Несмотря на то, что большинство психоаналитиков обращают на психологию самости мало внимания, она продолжает развиваться (Kutter, 2000). В США ее развитие связано с такими именами, как Эрнест Вольф, Пауль и Анна Орнштейн, а также Йозеф Д. Лихтенберг, в Германии – Лотте Кёлер, Кристель Шёттлер и Янош Паль из Драйайха (Schöttler & Kutter, 2005; Kutter et al., 2006; Hartmann et al., 2007). Недавно образована Европейская федерация психоаналитической психологии самости, которая, наряду с международными конгрессами, проводимыми в Драйайхе, организует конференции и семинары в Мюнхене, Вене и Цюрихе. Публикации В. Мильх (Milch, 2001) и Х.-П. Хартманна (Hartmann, 2000) знакомят ученый мир с психологией самости как направлением психоанализа, в то время как в США на основе психологии самости сформировался новый «интерсубъективный» подход (Stolorow, Brandshaft & Atwood, 1996).
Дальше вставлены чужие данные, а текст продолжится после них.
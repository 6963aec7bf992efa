//! Header normalization and per-cell text cleaning.
//!
//! Every function in this module is infallible: the only step with a failure
//! mode, the Latin-1 → UTF-8 mojibake repair, is recovered locally and leaves
//! the cell untouched.

use std::str::Utf8Error;

use once_cell::sync::Lazy;
use regex::Regex;
use thiserror::Error;
use tracing::{debug, instrument, trace};

use crate::tabula::cleaner::model::{
    CellValue, CleanColumn, CleanTable, FillPolicy, Table, dedupe_names,
};

static SYMBOL_PATTERN: Lazy<Regex> = Lazy::new(|| Regex::new(r"[+$₹#]").unwrap());

static TAG_PATTERN: Lazy<Regex> = Lazy::new(|| Regex::new(r"<.*?>").unwrap());

static LINE_BREAK_PATTERN: Lazy<Regex> = Lazy::new(|| Regex::new(r"[\r\n]+").unwrap());

// The information separators U+001C..U+001F count as whitespace too.
static WHITESPACE_PATTERN: Lazy<Regex> = Lazy::new(|| Regex::new(r"[\s\x1C-\x1F]+").unwrap());

/// Reasons the mojibake repair leaves a string unchanged.
#[derive(Debug, Error)]
pub enum RepairSkipped {
    #[error("character {0:?} is outside the Latin-1 range")]
    OutsideLatin1(char),
    #[error("Latin-1 bytes are not valid UTF-8: {0}")]
    InvalidUtf8(#[from] Utf8Error),
}

/// Cleans every header and every cell of `table`.
#[instrument(
    level = "debug",
    skip_all,
    fields(columns = table.columns.len(), rows = table.row_count(), %fill)
)]
pub fn clean_table(table: Table, fill: FillPolicy) -> CleanTable {
    let names = dedupe_names(
        table
            .columns
            .iter()
            .map(|col| normalize_header(&col.name))
            .collect(),
    );

    let columns = table
        .columns
        .into_iter()
        .zip(names)
        .map(|(column, name)| CleanColumn {
            name,
            values: column
                .cells
                .iter()
                .map(|cell| clean_text(cell, fill))
                .collect(),
        })
        .collect();

    CleanTable { columns }
}

fn is_blank_char(c: char) -> bool {
    c.is_whitespace() || ('\u{1c}'..='\u{1f}').contains(&c)
}

fn trim_blank(text: &str) -> &str {
    text.trim_matches(is_blank_char)
}

/// Trims and lowercases a header, replacing each literal space with `_`.
///
/// Only U+0020 is replaced, one for one; tabs and line breaks inside a header
/// are kept.
pub fn normalize_header(header: &str) -> String {
    trim_blank(header).to_lowercase().replace(' ', "_")
}

/// Cleans a single cell, returning the fill value for missing or blank cells.
pub fn clean_text(cell: &CellValue, fill: FillPolicy) -> String {
    if cell.is_missing() {
        return fill.value().to_string();
    }
    clean_str(&cell.as_text(), fill)
}

/// String form of [`clean_text`].
pub fn clean_str(text: &str, fill: FillPolicy) -> String {
    let text = trim_blank(text);
    if text.is_empty() {
        return fill.value().to_string();
    }

    let text = repair_mojibake(text).unwrap_or_else(|reason| {
        trace!(%reason, "encoding repair skipped");
        text.to_string()
    });

    let text = SYMBOL_PATTERN.replace_all(&text, "");
    let text = TAG_PATTERN.replace_all(&text, "");
    let text = LINE_BREAK_PATTERN.replace_all(&text, " ");
    let text = text.replace("\\r", " ").replace("\\n", " ");
    let text = WHITESPACE_PATTERN.replace_all(&text, " ");

    trim_blank(&text).to_string()
}

/// Reinterprets `text` as UTF-8 that was wrongly decoded as Latin-1.
///
/// `"CafÃ©"` becomes `"Café"`. Fails when `text` holds a character beyond
/// U+00FF or when its Latin-1 bytes are not valid UTF-8.
pub fn repair_mojibake(text: &str) -> Result<String, RepairSkipped> {
    if let Some(outside) = text.chars().find(|ch| u32::from(*ch) > 0xFF) {
        return Err(RepairSkipped::OutsideLatin1(outside));
    }

    let bytes = encoding_rs::mem::encode_latin1_lossy(text);
    let repaired = std::str::from_utf8(&bytes)?;
    if repaired != text {
        debug!(original = text, repaired, "repaired mis-decoded text");
    }
    Ok(repaired.to_string())
}

#[cfg(test)]
mod tests {
    use super::*;

    #[test]
    fn repair_rejects_wide_characters() {
        assert!(matches!(
            repair_mojibake("₹100"),
            Err(RepairSkipped::OutsideLatin1('₹'))
        ));
    }

    #[test]
    fn repair_rejects_lone_latin1_bytes() {
        assert!(matches!(
            repair_mojibake("café"),
            Err(RepairSkipped::InvalidUtf8(_))
        ));
    }

    #[test]
    fn repair_fixes_double_decoded_text() {
        assert_eq!(repair_mojibake("CafÃ©").unwrap(), "Café");
    }

    #[test]
    fn ascii_passes_through_repair() {
        assert_eq!(repair_mojibake("plain text").unwrap(), "plain text");
    }
}
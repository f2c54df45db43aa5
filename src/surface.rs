// SPDX-License-Identifier: Parity-7.0.0 OR PolyForm-Noncommercial-1.0.0
//! The windowing-collaborator boundary.
//!
//! Window creation and event handling live entirely outside this crate.  All a
//! [`Context`](crate::context::Context) needs is an opaque surface it can make
//! current, measure, and swap - the embedder implements [`NativeSurface`] over its
//! windowing stack, exposing raw handles where a native backend wants them.

use raw_window_handle::{RawDisplayHandle, RawWindowHandle};

/// The three operations the core asks of a native drawing surface.
pub trait NativeSurface {
    /// Makes this surface's context current on the calling thread.
    fn make_current(&mut self);

    /// Client-area size in pixels.
    fn client_size(&self) -> (u32, u32);

    /// Presents the back buffer.
    fn swap_buffers(&mut self);

    /// Raw platform handles, where the surface has them.  Headless surfaces
    /// return `None`.
    fn raw_handles(&self) -> Option<(RawWindowHandle, RawDisplayHandle)> {
        None
    }
}

/// A surface with no window behind it, for tests and GPU-less environments.
#[derive(Debug, Clone, Copy)]
pub struct HeadlessSurface {
    size: (u32, u32),
}

impl HeadlessSurface {
    pub fn new(width: u32, height: u32) -> Self {
        HeadlessSurface {
            size: (width, height),
        }
    }
}

impl NativeSurface for HeadlessSurface {
    fn make_current(&mut self) {}

    fn client_size(&self) -> (u32, u32) {
        self.size
    }

    fn swap_buffers(&mut self) {}
}
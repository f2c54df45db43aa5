// SPDX-License-Identifier: Parity-7.0.0 OR PolyForm-Noncommercial-1.0.0
//! Storage buffers: like uniform buffers, plus clears, read-back, and use as the
//! argument buffer for indirect draws.

use std::sync::{Arc, Mutex};

use crate::bindings::UsageClass;
use crate::bindings::uniform_buffer::SlotOutOfRange;
use crate::driver::{BufferId, BufferTarget, Driver};

#[derive(Debug)]
struct State {
    pending: Option<Vec<u8>>,
    device: Option<BufferId>,
}

/// A shader storage buffer.
///
/// Shares the uniform buffer's deferred-update behavior: writes before the first
/// [`bind`](StorageBuffer::bind) stage host-side and flush exactly once.
#[derive(Debug)]
pub struct StorageBuffer {
    byte_len: usize,
    usage: UsageClass,
    driver: Arc<dyn Driver>,
    state: Mutex<State>,
}

impl StorageBuffer {
    pub fn new(driver: &Arc<dyn Driver>, byte_len: usize, usage: UsageClass) -> Self {
        StorageBuffer {
            byte_len,
            usage,
            driver: driver.clone(),
            state: Mutex::new(State {
                pending: if usage.wants_host_storage() {
                    Some(vec![0; byte_len])
                } else {
                    None
                },
                device: None,
            }),
        }
    }

    /// Writes bytes at `offset`; staged before the first bind, immediate after.
    ///
    /// # Panics
    ///
    /// Panics if the range exceeds the buffer, or on a device-only buffer.
    pub fn update(&self, offset: usize, bytes: &[u8]) {
        assert!(
            offset + bytes.len() <= self.byte_len,
            "Update range exceeds buffer length"
        );
        assert!(
            self.usage.wants_host_storage(),
            "Device-only buffers cannot be written from the host"
        );
        let mut state = self.state.lock().unwrap();
        let device = state.device;
        match (state.pending.as_mut(), device) {
            (Some(pending), _) => {
                pending[offset..offset + bytes.len()].copy_from_slice(bytes);
            }
            (None, Some(device)) => {
                self.driver.buffer_update(device, offset, bytes);
            }
            (None, None) => unreachable!("no staging and no device object"),
        }
    }

    /// Binds to a storage slot, creating and flushing the device object on the
    /// first call.
    pub fn bind(&self, slot: u32) -> Result<(), SlotOutOfRange> {
        let max = self.driver.limits().max_storage_buffer_slots;
        if slot >= max {
            return Err(SlotOutOfRange { slot, max });
        }
        let device = self.ensure_device();
        self.driver
            .buffer_bind_range(BufferTarget::Storage, slot, device, 0, self.byte_len);
        Ok(())
    }

    /// Zeroes the buffer, device-side once resident.
    pub fn clear_to_zero(&self) {
        let mut state = self.state.lock().unwrap();
        let device = state.device;
        match (state.pending.as_mut(), device) {
            (Some(pending), _) => pending.fill(0),
            (None, Some(device)) => self.driver.buffer_clear(device),
            (None, None) => {} // device-only, never created: nothing to clear yet
        }
    }

    /// Copies buffer contents back to the host.
    pub fn read_back(&self, offset: usize, out: &mut [u8]) {
        assert!(
            offset + out.len() <= self.byte_len,
            "Read range exceeds buffer length"
        );
        let state = self.state.lock().unwrap();
        match (&state.pending, state.device) {
            (Some(pending), _) => out.copy_from_slice(&pending[offset..offset + out.len()]),
            (None, Some(device)) => self.driver.buffer_read(device, offset, out),
            (None, None) => out.fill(0),
        }
    }

    pub fn byte_len(&self) -> usize {
        self.byte_len
    }

    /// Creates (and flushes) the device object without binding it, for use as an
    /// indirect-draw argument buffer.
    pub(crate) fn ensure_device(&self) -> BufferId {
        let mut state = self.state.lock().unwrap();
        match state.device {
            Some(device) => device,
            None => {
                let pending = state.pending.take();
                let id = self.driver.buffer_create(
                    BufferTarget::Storage,
                    self.byte_len,
                    pending.as_deref(),
                    self.usage,
                );
                state.device = Some(id);
                id
            }
        }
    }
}

impl Drop for StorageBuffer {
    fn drop(&mut self) {
        if let Some(device) = self.state.lock().unwrap().device.take() {
            self.driver.buffer_delete(device);
        }
    }
}

#[cfg(test)]
mod tests {
    use super::*;
    use crate::driver::trace::TraceDriver;

    #[test]
    fn read_back_round_trips_through_the_device() {
        let driver: Arc<dyn Driver> = TraceDriver::new();
        let buffer = StorageBuffer::new(&driver, 4, UsageClass::Dynamic);
        buffer.update(0, &[9, 8, 7, 6]);
        buffer.bind(0).expect("bind");
        let mut out = [0u8; 4];
        buffer.read_back(0, &mut out);
        assert_eq!(out, [9, 8, 7, 6]);
    }

    #[test]
    fn clear_reaches_the_device_once_resident() {
        let trace = TraceDriver::new();
        let driver: Arc<dyn Driver> = trace.clone();
        let buffer = StorageBuffer::new(&driver, 4, UsageClass::Dynamic);
        buffer.bind(0).expect("bind");
        buffer.clear_to_zero();
        assert_eq!(trace.count_calls("buffer_clear"), 1);
    }
}
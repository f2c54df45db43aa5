// SPDX-License-Identifier: Parity-7.0.0 OR PolyForm-Noncommercial-1.0.0
/*!
Headless trace driver.

Allocates ids, keeps buffer contents in host memory so read-backs work, and records
every entry point into a log.  This is what the test suite draws against; it is also
a reasonable stand-in on machines with no GPU at all.
*/

use std::collections::HashMap;
use std::sync::{Arc, Mutex};

use super::{
    Attachment, AttributePointer, BufferId, BufferTarget, Driver, DriverLimits, FramebufferId,
    FramebufferStatus, ProgramId, StageSources, TextureId, VertexArrayId,
};
use crate::bindings::UsageClass;
use crate::bindings::index_buffer::IndexKind;
use crate::pipeline::Primitive;
use crate::pipeline::state::{
    Blend, Culling, DepthTest, ProvokingVertex, StencilOp, StencilTest, WriteMask,
};

/// One recorded driver entry point.
#[derive(Debug, Clone, PartialEq, Eq)]
pub struct TraceCall {
    /// The entry point name, e.g. `"set_blend"`.
    pub entry: &'static str,
    /// A human-readable summary of the arguments.
    pub detail: String,
}

#[derive(Debug, Default)]
struct Inner {
    next_id: u32,
    log: Vec<TraceCall>,
    buffers: HashMap<u32, Vec<u8>>,
    framebuffer_attachments: HashMap<u32, usize>,
    fail_next_compile: Option<String>,
}

impl Inner {
    fn alloc_id(&mut self) -> u32 {
        // id 0 is reserved for "nothing bound"
        self.next_id += 1;
        self.next_id
    }

    fn record(&mut self, entry: &'static str, detail: String) {
        self.log.push(TraceCall { entry, detail });
    }
}

/// A [`Driver`] that records instead of rendering.
#[derive(Debug)]
pub struct TraceDriver {
    limits: DriverLimits,
    inner: Mutex<Inner>,
}

impl TraceDriver {
    pub fn new() -> Arc<Self> {
        Self::with_limits(DriverLimits::default())
    }

    pub fn with_limits(limits: DriverLimits) -> Arc<Self> {
        Arc::new(TraceDriver {
            limits,
            inner: Mutex::new(Inner::default()),
        })
    }

    /// Drains and returns the call log.
    pub fn take_log(&self) -> Vec<TraceCall> {
        std::mem::take(&mut self.inner.lock().unwrap().log)
    }

    /// Number of calls recorded since the last [`take_log`](Self::take_log).
    pub fn log_len(&self) -> usize {
        self.inner.lock().unwrap().log.len()
    }

    /// Number of recorded calls to the given entry point since the last drain.
    pub fn count_calls(&self, entry: &str) -> usize {
        self.inner
            .lock()
            .unwrap()
            .log
            .iter()
            .filter(|c| c.entry == entry)
            .count()
    }

    /// Arms the next [`Driver::program_create`] to fail with the given diagnostic.
    pub fn fail_next_compile(&self, diagnostic: &str) {
        self.inner.lock().unwrap().fail_next_compile = Some(diagnostic.to_string());
    }

    /// Bytes currently stored for a buffer id, for test inspection.
    pub fn buffer_contents(&self, buffer: BufferId) -> Option<Vec<u8>> {
        self.inner.lock().unwrap().buffers.get(&buffer.0).cloned()
    }

    fn record(&self, entry: &'static str, detail: String) {
        self.inner.lock().unwrap().record(entry, detail);
    }
}

impl Driver for TraceDriver {
    fn limits(&self) -> DriverLimits {
        self.limits
    }

    fn buffer_create(
        &self,
        target: BufferTarget,
        len: usize,
        data: Option<&[u8]>,
        usage: UsageClass,
    ) -> BufferId {
        let mut inner = self.inner.lock().unwrap();
        let id = inner.alloc_id();
        let contents = match data {
            Some(bytes) => {
                assert!(bytes.len() <= len, "Initial data exceeds buffer length");
                let mut v = bytes.to_vec();
                v.resize(len, 0);
                v
            }
            None => vec![0; len],
        };
        inner.buffers.insert(id, contents);
        inner.record(
            "buffer_create",
            format!(
                "id={id} target={target:?} len={len} usage={usage:?} init={}",
                data.is_some()
            ),
        );
        BufferId(id)
    }

    fn buffer_update(&self, buffer: BufferId, offset: usize, data: &[u8]) {
        let mut inner = self.inner.lock().unwrap();
        let storage = inner
            .buffers
            .get_mut(&buffer.0)
            .expect("Update of unknown buffer");
        assert!(
            offset + data.len() <= storage.len(),
            "Update range exceeds buffer length"
        );
        storage[offset..offset + data.len()].copy_from_slice(data);
        inner.record(
            "buffer_update",
            format!("id={} offset={offset} len={}", buffer.0, data.len()),
        );
    }

    fn buffer_read(&self, buffer: BufferId, offset: usize, out: &mut [u8]) {
        let mut inner = self.inner.lock().unwrap();
        let storage = inner
            .buffers
            .get(&buffer.0)
            .expect("Read of unknown buffer");
        assert!(
            offset + out.len() <= storage.len(),
            "Read range exceeds buffer length"
        );
        out.copy_from_slice(&storage[offset..offset + out.len()]);
        inner.record(
            "buffer_read",
            format!("id={} offset={offset} len={}", buffer.0, out.len()),
        );
    }

    fn buffer_clear(&self, buffer: BufferId) {
        let mut inner = self.inner.lock().unwrap();
        let storage = inner
            .buffers
            .get_mut(&buffer.0)
            .expect("Clear of unknown buffer");
        storage.fill(0);
        inner.record("buffer_clear", format!("id={}", buffer.0));
    }

    fn buffer_delete(&self, buffer: BufferId) {
        let mut inner = self.inner.lock().unwrap();
        inner.buffers.remove(&buffer.0);
        inner.record("buffer_delete", format!("id={}", buffer.0));
    }

    fn buffer_bind_range(
        &self,
        target: BufferTarget,
        slot: u32,
        buffer: BufferId,
        offset: usize,
        len: usize,
    ) {
        self.record(
            "buffer_bind_range",
            format!(
                "target={target:?} slot={slot} id={} offset={offset} len={len}",
                buffer.0
            ),
        );
    }

    fn vertex_array_create(&self) -> VertexArrayId {
        let mut inner = self.inner.lock().unwrap();
        let id = inner.alloc_id();
        inner.record("vertex_array_create", format!("id={id}"));
        VertexArrayId(id)
    }

    fn vertex_array_attribute(
        &self,
        vao: VertexArrayId,
        location: u32,
        buffer: BufferId,
        pointer: AttributePointer,
    ) {
        self.record(
            "vertex_array_attribute",
            format!(
                "vao={} location={location} buffer={} offset={} stride={} type={:?}x{} fetch={:?} divisor={}",
                vao.0,
                buffer.0,
                pointer.offset,
                pointer.stride,
                pointer.comp_type,
                pointer.comp_len,
                pointer.fetch,
                pointer.divisor
            ),
        );
    }

    fn vertex_array_index_buffer(&self, vao: VertexArrayId, buffer: BufferId) {
        self.record(
            "vertex_array_index_buffer",
            format!("vao={} buffer={}", vao.0, buffer.0),
        );
    }

    fn vertex_array_bind(&self, vao: VertexArrayId) {
        self.record("vertex_array_bind", format!("id={}", vao.0));
    }

    fn vertex_array_delete(&self, vao: VertexArrayId) {
        self.record("vertex_array_delete", format!("id={}", vao.0));
    }

    fn program_create(&self, sources: &StageSources) -> Result<ProgramId, String> {
        let mut inner = self.inner.lock().unwrap();
        if let Some(diagnostic) = inner.fail_next_compile.take() {
            inner.record("program_create", format!("failed: {diagnostic}"));
            return Err(diagnostic);
        }
        let id = inner.alloc_id();
        inner.record(
            "program_create",
            format!(
                "id={id} vertex={} fragment={} geometry={} compute={}",
                sources.vertex.is_some(),
                sources.fragment.is_some(),
                sources.geometry.is_some(),
                sources.compute.is_some()
            ),
        );
        Ok(ProgramId(id))
    }

    fn program_bind(&self, program: ProgramId) {
        self.record("program_bind", format!("id={}", program.0));
    }

    fn program_delete(&self, program: ProgramId) {
        self.record("program_delete", format!("id={}", program.0));
    }

    fn program_uniform_f32(&self, program: ProgramId, location: u32, values: &[f32]) {
        self.record(
            "program_uniform_f32",
            format!("id={} location={location} values={values:?}", program.0),
        );
    }

    fn program_uniform_i32(&self, program: ProgramId, location: u32, values: &[i32]) {
        self.record(
            "program_uniform_i32",
            format!("id={} location={location} values={values:?}", program.0),
        );
    }

    fn set_blend(&self, blend: Blend) {
        self.record("set_blend", format!("{blend:?}"));
    }

    fn set_write_mask(&self, mask: WriteMask) {
        self.record("set_write_mask", format!("{mask:?}"));
    }

    fn set_culling(&self, culling: Culling) {
        self.record("set_culling", format!("{culling:?}"));
    }

    fn set_depth_test(&self, test: DepthTest) {
        self.record("set_depth_test", format!("{test:?}"));
    }

    fn set_stencil(&self, test: StencilTest, op: StencilOp) {
        self.record("set_stencil", format!("{test:?} {op:?}"));
    }

    fn set_provoking_vertex(&self, provoking: ProvokingVertex) {
        self.record("set_provoking_vertex", format!("{provoking:?}"));
    }

    fn set_clip_distances(&self, count: u32) {
        self.record("set_clip_distances", format!("count={count}"));
    }

    fn set_line_width(&self, width: f32) {
        self.record("set_line_width", format!("width={width}"));
    }

    fn set_depth_range(&self, near: f32, far: f32) {
        self.record("set_depth_range", format!("near={near} far={far}"));
    }

    fn set_point_size(&self, size: f32) {
        self.record("set_point_size", format!("size={size}"));
    }

    fn set_stencil_values(&self, reference: u8, compare_mask: u8, write_mask: u8) {
        self.record(
            "set_stencil_values",
            format!("reference={reference} compare_mask={compare_mask} write_mask={write_mask}"),
        );
    }

    fn texture_bind_unit(&self, unit: u32, texture: TextureId) {
        self.record(
            "texture_bind_unit",
            format!("unit={unit} texture={}", texture.0),
        );
    }

    fn texture_bind_units(&self, first: u32, textures: &[TextureId]) {
        self.record(
            "texture_bind_units",
            format!(
                "first={first} count={} textures={:?}",
                textures.len(),
                textures.iter().map(|t| t.0).collect::<Vec<_>>()
            ),
        );
    }

    fn texture_delete(&self, texture: TextureId) {
        self.record("texture_delete", format!("id={}", texture.0));
    }

    fn framebuffer_create(&self) -> FramebufferId {
        let mut inner = self.inner.lock().unwrap();
        let id = inner.alloc_id();
        inner.framebuffer_attachments.insert(id, 0);
        inner.record("framebuffer_create", format!("id={id}"));
        FramebufferId(id)
    }

    fn framebuffer_attach(
        &self,
        framebuffer: FramebufferId,
        attachment: Attachment,
        texture: TextureId,
    ) {
        let mut inner = self.inner.lock().unwrap();
        *inner
            .framebuffer_attachments
            .entry(framebuffer.0)
            .or_insert(0) += 1;
        inner.record(
            "framebuffer_attach",
            format!(
                "id={} attachment={attachment:?} texture={}",
                framebuffer.0, texture.0
            ),
        );
    }

    fn framebuffer_check(&self, framebuffer: FramebufferId) -> FramebufferStatus {
        let mut inner = self.inner.lock().unwrap();
        let status = match inner.framebuffer_attachments.get(&framebuffer.0) {
            Some(0) | None => FramebufferStatus::MissingAttachment,
            Some(_) => FramebufferStatus::Complete,
        };
        inner.record("framebuffer_check", format!("id={}", framebuffer.0));
        status
    }

    fn framebuffer_bind(&self, framebuffer: FramebufferId) {
        self.record("framebuffer_bind", format!("id={}", framebuffer.0));
    }

    fn framebuffer_delete(&self, framebuffer: FramebufferId) {
        let mut inner = self.inner.lock().unwrap();
        inner.framebuffer_attachments.remove(&framebuffer.0);
        inner.record("framebuffer_delete", format!("id={}", framebuffer.0));
    }

    fn draw(&self, primitive: Primitive, first: u32, count: u32, instance_count: u32) {
        self.record(
            "draw",
            format!("primitive={primitive:?} first={first} count={count} instances={instance_count}"),
        );
    }

    fn draw_indexed(
        &self,
        primitive: Primitive,
        kind: IndexKind,
        first: u32,
        count: u32,
        base_index: i32,
        instance_count: u32,
    ) {
        self.record(
            "draw_indexed",
            format!(
                "primitive={primitive:?} kind={kind:?} first={first} count={count} base={base_index} instances={instance_count}"
            ),
        );
    }

    fn draw_indirect(&self, primitive: Primitive, buffer: BufferId, offset: usize) {
        self.record(
            "draw_indirect",
            format!("primitive={primitive:?} buffer={} offset={offset}", buffer.0),
        );
    }
}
Достаточно полное представление об этом направлении дают вводные работы «Теория и практика психоаналитической психологии самости» Эрнеста Вольфа (Wolf, 1996) и «Учебник по психологии самости» Вольфганга Мильха (Milch, 2001).
Психоаналитическая психология самости, развиваясь вдали от официальных психоаналитических конгрессов и опираясь на работы некоторых выдающихся ученых, разработала собственные теорию и методы. В немецкоязычном психоанализе психологию самости пока мало замечают, зато среди практикующих психотерапевтов она нашла широкий отклик; как показывают отчеты о проводимых в Германии экспертизах, возможно, это связано с тем, что теория и практика психологии самости кажутся легкими для понимания и доступными для использования. В кругах психоаналитиков существует много заблуждений, предрассудков и даже анекдотов о психологии самости. Так, говорят, что это уже не теория конфликтов, что психология самости отказалась от бессознательного, что психотерапевт соглашается со всем и даже считает, что хорошо, если пациент совершает самоубийство. Поэтому есть смысл здесь, после упоминания Хайнца Кохута, кратко изложить основы психологии самости; ее теори я нарциссизма представ лена в главе I.9.2, а ее принципы лечения – в главе IX.6.3. Если обратиться к соответствующей специальной литературе (Kohut, 1977; Köhler, 2000; Kutter, 2000; Ornstein & Ornstein, 2001; Milch, 2001, Wolf, 2000), станет ясно, что психология влечений и конфликтов до сих пор не устарела и не произошло полной смены психоаналитической парадигмы, просто акценты сейчас расставляются по-другому.